Instructions to follow: Nothing outside the range below should be printed. Output exactly the lines from the line with "filename crates/staykit/src/booking/pricing/adjustment.rs" to the line with "<= to2 && to1", both included.

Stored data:
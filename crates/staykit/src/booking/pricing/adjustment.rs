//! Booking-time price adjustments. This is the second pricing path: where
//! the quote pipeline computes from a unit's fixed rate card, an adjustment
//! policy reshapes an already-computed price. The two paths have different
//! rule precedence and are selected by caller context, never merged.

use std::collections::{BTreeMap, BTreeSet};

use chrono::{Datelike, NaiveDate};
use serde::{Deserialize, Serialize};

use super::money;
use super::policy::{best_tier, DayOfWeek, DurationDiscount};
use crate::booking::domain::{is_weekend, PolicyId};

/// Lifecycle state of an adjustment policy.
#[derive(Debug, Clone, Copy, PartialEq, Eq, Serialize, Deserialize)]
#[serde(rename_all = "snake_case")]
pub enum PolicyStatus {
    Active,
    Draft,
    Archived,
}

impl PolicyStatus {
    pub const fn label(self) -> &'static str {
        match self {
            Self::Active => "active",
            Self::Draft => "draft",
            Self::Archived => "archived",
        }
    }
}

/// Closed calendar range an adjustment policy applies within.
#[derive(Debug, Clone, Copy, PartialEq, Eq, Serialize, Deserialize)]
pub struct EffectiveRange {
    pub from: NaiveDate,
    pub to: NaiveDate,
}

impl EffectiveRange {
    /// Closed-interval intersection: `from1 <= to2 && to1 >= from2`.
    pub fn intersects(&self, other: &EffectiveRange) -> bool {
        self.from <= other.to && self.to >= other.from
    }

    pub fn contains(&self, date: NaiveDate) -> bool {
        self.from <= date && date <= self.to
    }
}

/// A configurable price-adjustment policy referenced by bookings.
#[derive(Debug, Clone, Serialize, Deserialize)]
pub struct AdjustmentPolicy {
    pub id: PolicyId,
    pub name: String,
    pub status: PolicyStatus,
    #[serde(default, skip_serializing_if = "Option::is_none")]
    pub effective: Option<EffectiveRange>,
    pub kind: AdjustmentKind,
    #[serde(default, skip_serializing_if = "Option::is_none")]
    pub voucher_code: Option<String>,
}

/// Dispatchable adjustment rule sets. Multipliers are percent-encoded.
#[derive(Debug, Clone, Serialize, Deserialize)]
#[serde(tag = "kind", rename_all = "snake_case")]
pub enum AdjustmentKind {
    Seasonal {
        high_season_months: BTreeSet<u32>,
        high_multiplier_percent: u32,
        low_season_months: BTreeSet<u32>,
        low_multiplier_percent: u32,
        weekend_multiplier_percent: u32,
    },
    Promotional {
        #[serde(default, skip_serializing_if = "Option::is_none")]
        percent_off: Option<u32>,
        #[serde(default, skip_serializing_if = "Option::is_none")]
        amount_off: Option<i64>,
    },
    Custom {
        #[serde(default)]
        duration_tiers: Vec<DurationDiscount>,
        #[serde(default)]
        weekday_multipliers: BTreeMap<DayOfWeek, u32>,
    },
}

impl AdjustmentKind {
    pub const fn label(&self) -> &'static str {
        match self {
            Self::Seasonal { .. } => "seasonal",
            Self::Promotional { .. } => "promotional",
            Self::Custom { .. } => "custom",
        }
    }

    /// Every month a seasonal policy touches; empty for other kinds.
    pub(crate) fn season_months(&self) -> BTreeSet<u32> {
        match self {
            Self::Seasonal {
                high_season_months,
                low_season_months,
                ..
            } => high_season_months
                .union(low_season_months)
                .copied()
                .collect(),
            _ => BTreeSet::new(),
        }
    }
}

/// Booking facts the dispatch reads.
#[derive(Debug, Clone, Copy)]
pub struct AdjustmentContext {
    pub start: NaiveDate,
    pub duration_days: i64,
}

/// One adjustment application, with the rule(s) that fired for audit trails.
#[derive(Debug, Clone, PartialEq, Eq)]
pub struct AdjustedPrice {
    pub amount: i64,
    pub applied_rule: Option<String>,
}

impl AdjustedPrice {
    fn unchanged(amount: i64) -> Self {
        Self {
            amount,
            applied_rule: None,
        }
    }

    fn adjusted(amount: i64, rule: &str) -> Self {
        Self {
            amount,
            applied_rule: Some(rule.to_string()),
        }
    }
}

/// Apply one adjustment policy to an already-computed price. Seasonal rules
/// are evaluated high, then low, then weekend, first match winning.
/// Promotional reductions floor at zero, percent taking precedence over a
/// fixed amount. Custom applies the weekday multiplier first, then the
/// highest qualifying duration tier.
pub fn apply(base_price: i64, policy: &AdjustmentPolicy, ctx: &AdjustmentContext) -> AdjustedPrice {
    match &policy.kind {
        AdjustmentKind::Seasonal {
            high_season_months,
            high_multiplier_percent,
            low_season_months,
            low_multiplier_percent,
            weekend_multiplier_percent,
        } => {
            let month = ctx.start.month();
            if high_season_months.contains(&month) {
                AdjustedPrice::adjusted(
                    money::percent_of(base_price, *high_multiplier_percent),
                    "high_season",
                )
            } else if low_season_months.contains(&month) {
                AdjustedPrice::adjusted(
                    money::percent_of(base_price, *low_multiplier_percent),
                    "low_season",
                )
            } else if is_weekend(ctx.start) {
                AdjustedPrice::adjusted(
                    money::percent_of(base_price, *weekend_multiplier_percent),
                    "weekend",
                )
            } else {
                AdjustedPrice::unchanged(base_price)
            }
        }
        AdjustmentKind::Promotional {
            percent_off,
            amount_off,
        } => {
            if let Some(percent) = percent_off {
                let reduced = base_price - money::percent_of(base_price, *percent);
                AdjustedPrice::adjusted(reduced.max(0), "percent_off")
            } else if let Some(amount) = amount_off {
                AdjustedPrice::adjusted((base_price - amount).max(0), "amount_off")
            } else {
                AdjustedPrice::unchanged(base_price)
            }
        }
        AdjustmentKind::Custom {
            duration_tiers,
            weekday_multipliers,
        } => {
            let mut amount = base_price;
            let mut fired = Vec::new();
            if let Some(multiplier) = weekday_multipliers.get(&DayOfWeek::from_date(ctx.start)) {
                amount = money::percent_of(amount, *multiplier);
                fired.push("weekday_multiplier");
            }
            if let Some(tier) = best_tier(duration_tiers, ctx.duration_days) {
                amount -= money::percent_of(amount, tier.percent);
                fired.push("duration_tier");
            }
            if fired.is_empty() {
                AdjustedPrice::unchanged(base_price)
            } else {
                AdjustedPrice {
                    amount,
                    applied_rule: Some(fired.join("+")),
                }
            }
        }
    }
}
--
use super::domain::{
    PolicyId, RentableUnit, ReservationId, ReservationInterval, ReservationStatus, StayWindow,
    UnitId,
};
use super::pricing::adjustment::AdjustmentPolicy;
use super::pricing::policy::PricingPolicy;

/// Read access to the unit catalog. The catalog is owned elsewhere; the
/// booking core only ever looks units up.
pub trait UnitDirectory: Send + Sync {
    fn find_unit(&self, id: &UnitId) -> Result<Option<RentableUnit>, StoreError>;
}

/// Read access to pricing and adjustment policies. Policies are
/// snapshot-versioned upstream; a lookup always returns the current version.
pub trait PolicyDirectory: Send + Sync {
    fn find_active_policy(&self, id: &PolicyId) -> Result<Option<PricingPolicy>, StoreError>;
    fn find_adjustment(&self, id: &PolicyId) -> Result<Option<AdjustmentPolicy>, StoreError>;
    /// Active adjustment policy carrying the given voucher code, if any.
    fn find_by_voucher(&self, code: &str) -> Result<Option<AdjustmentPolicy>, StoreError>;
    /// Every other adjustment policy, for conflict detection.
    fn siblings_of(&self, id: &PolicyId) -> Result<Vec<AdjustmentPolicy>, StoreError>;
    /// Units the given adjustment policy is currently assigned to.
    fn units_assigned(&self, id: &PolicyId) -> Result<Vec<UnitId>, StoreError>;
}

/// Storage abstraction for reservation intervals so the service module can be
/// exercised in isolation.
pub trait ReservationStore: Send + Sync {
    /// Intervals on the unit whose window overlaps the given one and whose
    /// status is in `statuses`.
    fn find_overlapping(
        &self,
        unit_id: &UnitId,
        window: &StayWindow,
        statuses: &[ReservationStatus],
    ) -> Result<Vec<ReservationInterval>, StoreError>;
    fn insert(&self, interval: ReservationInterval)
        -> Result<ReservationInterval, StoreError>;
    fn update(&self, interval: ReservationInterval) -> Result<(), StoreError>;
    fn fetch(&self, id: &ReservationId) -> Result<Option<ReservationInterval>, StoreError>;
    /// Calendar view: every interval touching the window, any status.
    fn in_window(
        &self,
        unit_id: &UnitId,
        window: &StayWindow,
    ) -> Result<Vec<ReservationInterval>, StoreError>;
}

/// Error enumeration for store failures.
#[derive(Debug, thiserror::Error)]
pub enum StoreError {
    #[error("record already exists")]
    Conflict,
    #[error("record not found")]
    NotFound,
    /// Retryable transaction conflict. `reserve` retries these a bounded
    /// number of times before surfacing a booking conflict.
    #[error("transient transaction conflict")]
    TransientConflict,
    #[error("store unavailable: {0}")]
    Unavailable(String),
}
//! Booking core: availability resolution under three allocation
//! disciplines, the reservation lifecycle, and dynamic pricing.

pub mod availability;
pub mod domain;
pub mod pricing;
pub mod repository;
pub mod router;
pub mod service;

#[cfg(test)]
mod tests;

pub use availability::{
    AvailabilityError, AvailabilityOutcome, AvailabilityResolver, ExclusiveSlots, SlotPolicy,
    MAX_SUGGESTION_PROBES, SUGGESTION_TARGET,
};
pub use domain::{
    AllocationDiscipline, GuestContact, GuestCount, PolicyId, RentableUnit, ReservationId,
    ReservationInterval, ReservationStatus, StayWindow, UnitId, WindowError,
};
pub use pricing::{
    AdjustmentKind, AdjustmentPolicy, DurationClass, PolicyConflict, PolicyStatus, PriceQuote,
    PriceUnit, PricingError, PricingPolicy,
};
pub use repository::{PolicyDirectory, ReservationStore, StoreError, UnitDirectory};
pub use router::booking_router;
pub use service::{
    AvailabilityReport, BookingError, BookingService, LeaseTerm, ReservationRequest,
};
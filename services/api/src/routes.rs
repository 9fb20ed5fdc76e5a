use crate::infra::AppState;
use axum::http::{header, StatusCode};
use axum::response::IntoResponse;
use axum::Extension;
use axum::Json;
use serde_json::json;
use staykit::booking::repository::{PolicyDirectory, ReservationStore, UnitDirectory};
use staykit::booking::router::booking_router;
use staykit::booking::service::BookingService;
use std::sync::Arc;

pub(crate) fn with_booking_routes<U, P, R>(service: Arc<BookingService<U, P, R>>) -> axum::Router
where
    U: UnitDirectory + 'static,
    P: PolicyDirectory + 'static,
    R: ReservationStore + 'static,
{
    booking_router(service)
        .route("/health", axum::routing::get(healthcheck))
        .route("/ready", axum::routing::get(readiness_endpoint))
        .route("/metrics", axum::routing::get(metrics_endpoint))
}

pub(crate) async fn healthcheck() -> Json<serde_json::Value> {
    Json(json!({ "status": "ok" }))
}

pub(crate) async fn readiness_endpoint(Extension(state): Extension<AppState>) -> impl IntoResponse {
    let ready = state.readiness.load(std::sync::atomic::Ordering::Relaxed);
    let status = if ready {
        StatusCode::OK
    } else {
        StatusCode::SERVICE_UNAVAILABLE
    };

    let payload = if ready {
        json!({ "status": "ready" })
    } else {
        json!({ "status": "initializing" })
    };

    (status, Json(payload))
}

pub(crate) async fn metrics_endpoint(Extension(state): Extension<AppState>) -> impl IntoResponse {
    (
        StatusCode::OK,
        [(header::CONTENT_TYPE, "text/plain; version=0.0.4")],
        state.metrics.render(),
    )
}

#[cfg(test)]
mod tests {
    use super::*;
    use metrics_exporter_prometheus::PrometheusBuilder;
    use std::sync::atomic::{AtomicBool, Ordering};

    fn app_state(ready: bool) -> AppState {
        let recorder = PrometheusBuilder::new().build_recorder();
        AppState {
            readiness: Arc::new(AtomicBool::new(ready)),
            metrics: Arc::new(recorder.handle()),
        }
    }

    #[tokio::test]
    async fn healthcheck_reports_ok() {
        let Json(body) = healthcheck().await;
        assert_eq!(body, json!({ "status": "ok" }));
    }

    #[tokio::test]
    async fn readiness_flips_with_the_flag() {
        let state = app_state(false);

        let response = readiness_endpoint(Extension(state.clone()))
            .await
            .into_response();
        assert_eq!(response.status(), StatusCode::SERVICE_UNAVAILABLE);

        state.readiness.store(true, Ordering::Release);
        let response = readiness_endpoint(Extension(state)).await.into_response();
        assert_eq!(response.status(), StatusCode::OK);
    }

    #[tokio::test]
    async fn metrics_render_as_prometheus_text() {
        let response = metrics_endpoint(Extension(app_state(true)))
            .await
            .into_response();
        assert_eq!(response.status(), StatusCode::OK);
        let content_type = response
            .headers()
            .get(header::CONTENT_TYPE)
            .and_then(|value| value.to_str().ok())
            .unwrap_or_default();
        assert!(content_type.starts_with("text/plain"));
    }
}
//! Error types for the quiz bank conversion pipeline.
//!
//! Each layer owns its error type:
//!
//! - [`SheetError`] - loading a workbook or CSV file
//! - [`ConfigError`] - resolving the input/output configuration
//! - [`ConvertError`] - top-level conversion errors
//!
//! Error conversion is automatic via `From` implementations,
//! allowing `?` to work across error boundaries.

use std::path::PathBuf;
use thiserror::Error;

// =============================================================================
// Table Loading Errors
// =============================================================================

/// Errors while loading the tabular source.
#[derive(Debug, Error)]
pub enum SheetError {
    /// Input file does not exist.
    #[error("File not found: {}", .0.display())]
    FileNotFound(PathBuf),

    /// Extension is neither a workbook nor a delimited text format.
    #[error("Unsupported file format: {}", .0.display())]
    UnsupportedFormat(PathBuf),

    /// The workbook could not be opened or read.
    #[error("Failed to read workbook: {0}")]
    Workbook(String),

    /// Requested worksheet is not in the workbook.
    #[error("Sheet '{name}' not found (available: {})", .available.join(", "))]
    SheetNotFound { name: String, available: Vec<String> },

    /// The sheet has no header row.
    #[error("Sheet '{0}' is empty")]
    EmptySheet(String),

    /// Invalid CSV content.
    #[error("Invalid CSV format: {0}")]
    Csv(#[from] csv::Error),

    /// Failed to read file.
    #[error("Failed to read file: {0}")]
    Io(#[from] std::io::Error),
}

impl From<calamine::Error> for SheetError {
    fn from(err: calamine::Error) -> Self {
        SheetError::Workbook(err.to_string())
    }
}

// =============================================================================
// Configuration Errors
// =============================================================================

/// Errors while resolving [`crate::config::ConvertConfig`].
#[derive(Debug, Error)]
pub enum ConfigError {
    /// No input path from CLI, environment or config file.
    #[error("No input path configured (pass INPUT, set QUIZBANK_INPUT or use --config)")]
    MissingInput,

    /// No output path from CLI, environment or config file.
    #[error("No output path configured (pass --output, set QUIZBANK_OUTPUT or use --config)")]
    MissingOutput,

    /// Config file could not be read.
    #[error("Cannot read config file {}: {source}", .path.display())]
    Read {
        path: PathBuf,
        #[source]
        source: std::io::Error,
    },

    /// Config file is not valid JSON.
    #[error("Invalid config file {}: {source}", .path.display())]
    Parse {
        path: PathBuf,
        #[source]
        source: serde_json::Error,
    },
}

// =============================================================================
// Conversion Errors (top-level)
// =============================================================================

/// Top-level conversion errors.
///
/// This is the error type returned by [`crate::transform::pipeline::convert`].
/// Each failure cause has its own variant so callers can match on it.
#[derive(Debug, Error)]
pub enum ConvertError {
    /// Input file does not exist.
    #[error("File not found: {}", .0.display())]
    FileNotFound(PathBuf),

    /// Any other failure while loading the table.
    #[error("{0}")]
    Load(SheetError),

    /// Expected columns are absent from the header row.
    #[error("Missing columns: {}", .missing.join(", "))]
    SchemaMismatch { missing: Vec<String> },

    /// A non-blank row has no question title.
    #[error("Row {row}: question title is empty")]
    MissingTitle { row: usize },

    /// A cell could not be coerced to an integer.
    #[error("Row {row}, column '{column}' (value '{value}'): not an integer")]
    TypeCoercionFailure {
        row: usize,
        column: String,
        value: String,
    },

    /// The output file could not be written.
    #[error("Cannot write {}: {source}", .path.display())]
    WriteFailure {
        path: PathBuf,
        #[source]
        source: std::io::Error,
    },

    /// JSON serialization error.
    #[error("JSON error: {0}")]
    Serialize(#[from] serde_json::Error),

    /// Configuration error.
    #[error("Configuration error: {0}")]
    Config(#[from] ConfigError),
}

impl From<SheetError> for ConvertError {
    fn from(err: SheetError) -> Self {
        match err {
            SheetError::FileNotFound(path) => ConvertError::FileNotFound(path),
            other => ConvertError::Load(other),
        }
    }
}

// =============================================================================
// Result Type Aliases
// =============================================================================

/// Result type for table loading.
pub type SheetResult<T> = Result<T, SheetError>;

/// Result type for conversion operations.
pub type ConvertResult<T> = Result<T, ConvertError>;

Exercise result:
filename crates/staykit/src/booking/pricing/adjustment.rs
//! Booking-time price adjustments. This is the second pricing path: where
//! the quote pipeline computes from a unit's fixed rate card, an adjustment
//! policy reshapes an already-computed price. The two paths have different
//! rule precedence and are selected by caller context, never merged.

use std::collections::{BTreeMap, BTreeSet};

use chrono::{Datelike, NaiveDate};
use serde::{Deserialize, Serialize};

use super::money;
use super::policy::{best_tier, DayOfWeek, DurationDiscount};
use crate::booking::domain::{is_weekend, PolicyId};

/// Lifecycle state of an adjustment policy.
#[derive(Debug, Clone, Copy, PartialEq, Eq, Serialize, Deserialize)]
#[serde(rename_all = "snake_case")]
pub enum PolicyStatus {
    Active,
    Draft,
    Archived,
}

impl PolicyStatus {
    pub const fn label(self) -> &'static str {
        match self {
            Self::Active => "active",
            Self::Draft => "draft",
            Self::Archived => "archived",
        }
    }
}

/// Closed calendar range an adjustment policy applies within.
#[derive(Debug, Clone, Copy, PartialEq, Eq, Serialize, Deserialize)]
pub struct EffectiveRange {
    pub from: NaiveDate,
    pub to: NaiveDate,
}

impl EffectiveRange {
    /// Closed-interval intersection: `from1 <= to2 && to1 >= from2`.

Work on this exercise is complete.